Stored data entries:
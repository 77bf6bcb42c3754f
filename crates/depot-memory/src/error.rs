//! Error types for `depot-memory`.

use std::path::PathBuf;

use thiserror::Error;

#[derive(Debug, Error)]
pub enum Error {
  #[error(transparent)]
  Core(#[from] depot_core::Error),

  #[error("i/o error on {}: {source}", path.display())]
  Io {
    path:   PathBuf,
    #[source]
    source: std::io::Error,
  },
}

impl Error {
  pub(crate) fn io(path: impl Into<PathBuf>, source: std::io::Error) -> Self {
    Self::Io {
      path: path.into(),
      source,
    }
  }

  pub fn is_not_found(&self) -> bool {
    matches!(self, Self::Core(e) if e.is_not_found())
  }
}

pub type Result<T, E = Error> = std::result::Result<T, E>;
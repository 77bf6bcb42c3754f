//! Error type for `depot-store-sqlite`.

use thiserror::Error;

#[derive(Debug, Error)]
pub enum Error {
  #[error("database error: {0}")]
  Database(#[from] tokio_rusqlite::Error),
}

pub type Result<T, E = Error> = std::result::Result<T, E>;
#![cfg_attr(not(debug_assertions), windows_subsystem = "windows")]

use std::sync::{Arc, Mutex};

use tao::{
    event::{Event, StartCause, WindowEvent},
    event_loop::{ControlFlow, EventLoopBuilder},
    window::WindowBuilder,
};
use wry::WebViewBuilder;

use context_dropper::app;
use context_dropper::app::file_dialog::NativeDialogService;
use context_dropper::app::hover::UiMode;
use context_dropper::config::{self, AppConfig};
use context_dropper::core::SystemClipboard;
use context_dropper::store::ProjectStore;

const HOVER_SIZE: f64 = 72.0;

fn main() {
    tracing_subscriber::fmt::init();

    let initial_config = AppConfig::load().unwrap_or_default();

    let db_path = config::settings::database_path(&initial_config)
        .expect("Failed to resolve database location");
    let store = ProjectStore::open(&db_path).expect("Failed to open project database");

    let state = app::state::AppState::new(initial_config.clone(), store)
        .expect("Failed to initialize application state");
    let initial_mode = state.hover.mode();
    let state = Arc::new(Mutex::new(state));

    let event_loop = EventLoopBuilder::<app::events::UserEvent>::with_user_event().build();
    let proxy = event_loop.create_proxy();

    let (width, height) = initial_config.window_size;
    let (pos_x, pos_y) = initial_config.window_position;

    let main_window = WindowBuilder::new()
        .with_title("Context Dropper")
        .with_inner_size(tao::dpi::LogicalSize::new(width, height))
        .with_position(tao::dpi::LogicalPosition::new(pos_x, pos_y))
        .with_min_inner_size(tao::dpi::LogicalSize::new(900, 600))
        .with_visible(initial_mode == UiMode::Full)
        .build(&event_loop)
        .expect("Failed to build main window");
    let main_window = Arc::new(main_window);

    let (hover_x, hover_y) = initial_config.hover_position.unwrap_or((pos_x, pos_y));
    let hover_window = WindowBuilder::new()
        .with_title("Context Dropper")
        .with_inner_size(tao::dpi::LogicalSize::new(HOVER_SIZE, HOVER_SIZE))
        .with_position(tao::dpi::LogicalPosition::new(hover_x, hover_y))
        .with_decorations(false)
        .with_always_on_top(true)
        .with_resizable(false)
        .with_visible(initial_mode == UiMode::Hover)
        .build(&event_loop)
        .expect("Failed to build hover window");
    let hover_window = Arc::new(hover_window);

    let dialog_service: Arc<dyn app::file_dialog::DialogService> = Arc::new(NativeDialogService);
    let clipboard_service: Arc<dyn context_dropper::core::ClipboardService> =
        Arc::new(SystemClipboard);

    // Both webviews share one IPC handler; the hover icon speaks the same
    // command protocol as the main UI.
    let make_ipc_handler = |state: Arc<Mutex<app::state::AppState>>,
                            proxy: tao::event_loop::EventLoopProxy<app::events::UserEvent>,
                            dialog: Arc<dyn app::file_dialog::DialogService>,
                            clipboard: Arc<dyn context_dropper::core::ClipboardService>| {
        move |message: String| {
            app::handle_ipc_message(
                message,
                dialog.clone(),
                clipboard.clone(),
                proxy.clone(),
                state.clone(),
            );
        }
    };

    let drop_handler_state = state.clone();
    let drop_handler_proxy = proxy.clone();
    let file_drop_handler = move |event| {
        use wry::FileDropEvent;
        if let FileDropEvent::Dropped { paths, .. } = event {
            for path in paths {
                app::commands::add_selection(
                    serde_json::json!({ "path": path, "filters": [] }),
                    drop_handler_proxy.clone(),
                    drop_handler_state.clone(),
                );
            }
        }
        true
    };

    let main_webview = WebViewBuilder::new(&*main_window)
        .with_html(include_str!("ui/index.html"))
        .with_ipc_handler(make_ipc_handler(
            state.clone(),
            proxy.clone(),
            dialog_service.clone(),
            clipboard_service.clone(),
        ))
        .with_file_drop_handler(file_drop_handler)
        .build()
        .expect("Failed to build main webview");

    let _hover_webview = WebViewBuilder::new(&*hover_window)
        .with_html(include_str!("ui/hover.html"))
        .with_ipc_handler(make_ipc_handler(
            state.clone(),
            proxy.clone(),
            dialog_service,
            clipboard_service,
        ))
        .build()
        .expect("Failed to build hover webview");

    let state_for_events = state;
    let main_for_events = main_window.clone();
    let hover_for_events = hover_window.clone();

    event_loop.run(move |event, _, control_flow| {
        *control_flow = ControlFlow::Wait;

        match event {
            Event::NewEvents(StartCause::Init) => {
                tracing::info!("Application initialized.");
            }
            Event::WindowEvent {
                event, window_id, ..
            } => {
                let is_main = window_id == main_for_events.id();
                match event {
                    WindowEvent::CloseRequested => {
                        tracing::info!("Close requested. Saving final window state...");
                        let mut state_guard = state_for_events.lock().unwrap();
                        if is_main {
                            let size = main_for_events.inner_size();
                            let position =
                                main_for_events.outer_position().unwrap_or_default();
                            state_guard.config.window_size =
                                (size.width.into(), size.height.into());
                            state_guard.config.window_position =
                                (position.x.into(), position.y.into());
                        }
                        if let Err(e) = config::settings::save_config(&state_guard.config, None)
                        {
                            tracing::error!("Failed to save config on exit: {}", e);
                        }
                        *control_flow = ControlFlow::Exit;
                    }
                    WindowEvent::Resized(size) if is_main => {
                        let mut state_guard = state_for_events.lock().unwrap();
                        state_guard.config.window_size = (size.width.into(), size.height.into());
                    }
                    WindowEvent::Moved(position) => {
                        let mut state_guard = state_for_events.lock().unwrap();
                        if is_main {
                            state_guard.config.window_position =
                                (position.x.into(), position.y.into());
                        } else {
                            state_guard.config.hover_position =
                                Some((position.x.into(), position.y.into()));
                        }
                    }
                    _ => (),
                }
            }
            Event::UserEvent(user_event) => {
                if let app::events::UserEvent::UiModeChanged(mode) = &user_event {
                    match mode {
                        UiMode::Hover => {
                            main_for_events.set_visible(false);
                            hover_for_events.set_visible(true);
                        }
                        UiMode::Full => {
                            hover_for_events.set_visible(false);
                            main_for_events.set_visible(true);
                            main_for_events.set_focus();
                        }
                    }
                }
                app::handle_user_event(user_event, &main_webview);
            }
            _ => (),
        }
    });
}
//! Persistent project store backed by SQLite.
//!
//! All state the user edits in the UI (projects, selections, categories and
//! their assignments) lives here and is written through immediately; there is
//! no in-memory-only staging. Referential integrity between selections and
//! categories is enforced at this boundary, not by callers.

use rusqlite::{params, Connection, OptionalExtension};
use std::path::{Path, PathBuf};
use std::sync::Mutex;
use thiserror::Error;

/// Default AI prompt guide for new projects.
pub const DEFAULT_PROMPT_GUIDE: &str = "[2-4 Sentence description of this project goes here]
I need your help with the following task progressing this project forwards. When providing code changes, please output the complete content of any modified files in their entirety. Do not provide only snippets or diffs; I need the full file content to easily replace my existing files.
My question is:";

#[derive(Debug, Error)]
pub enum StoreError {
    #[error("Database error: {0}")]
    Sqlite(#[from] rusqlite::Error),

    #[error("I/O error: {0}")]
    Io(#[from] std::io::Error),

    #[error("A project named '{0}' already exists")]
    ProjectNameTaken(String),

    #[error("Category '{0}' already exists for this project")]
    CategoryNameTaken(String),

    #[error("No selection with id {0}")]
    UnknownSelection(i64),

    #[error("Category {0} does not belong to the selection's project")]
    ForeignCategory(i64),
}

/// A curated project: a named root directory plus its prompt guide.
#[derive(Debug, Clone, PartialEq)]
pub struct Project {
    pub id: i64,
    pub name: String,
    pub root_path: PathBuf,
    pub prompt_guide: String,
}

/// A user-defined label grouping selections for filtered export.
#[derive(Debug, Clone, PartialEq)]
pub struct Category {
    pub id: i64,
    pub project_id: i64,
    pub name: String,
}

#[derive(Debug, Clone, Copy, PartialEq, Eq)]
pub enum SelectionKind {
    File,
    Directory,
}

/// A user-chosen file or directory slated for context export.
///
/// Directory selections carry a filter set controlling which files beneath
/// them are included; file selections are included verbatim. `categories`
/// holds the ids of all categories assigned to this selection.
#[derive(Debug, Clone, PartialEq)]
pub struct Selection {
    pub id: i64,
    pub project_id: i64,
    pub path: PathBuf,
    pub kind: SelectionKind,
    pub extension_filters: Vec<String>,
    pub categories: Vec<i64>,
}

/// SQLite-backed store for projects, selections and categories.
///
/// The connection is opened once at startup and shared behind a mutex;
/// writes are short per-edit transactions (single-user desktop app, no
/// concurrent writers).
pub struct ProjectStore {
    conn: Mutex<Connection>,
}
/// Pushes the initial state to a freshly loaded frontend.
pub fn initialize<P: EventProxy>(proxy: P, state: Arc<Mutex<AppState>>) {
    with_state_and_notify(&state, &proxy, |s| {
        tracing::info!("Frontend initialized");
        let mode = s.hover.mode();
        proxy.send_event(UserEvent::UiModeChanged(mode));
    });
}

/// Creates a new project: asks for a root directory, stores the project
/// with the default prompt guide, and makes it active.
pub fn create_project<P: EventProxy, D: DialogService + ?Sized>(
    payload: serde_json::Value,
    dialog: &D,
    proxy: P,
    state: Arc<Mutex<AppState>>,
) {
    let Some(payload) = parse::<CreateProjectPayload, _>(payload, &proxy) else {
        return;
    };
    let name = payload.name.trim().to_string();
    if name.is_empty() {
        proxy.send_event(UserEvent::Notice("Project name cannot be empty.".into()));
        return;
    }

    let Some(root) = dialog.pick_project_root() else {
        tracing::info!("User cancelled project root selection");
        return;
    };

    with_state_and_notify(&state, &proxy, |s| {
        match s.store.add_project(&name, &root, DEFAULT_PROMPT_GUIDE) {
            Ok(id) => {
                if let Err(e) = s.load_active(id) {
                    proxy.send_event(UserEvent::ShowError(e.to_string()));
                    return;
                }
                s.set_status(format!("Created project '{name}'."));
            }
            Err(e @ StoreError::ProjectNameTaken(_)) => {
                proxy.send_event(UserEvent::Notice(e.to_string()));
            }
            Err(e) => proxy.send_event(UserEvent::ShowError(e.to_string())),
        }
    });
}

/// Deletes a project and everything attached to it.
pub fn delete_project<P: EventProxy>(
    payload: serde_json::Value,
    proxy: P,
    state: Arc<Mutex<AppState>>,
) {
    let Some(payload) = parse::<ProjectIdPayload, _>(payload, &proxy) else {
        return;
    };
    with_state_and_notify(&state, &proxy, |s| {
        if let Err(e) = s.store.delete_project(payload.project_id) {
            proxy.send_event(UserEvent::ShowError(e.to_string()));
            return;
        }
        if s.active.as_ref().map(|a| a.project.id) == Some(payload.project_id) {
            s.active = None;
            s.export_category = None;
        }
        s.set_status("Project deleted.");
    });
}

> **Work instructions**
Where a line above contains the string "payload", copy that line.

> **Result of this exercise**
    payload: serde_json::Value,
    let Some(payload) = parse::<CreateProjectPayload, _>(payload, &proxy) else {
    let name = payload.name.trim().to_string();
    payload: serde_json::Value,
    let Some(payload) = parse::<ProjectIdPayload, _>(payload, &proxy) else {
        if let Err(e) = s.store.delete_project(payload.project_id) {
        if s.active.as_ref().map(|a| a.project.id) == Some(payload.project_id) {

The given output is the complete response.